EXERCISE BRIEF:
The answer must consist of every line below that contains the word "glam".

RECORDS SUPPLIED:
----------------------------------------
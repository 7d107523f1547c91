//! Geometry consumed by meshes and the sprite batch.
//!
//! Canonical CPU space:
//! - units are whatever the active perspective matrix expects
//! - polygons arrive already triangulated
//!
//! Math types come from `glam` and are re-exported for convenience.

mod path;
mod poly;
mod rect;

pub use glam::{Affine2, Mat4, Vec2, Vec3};
pub use path::Path2;
pub use poly::Poly2;
pub use rect::Rect;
----------------------------------------
RESULT FOR THIS TASK:
//! Math types come from `glam` and are re-exported for convenience.
pub use glam::{Affine2, Mat4, Vec2, Vec3};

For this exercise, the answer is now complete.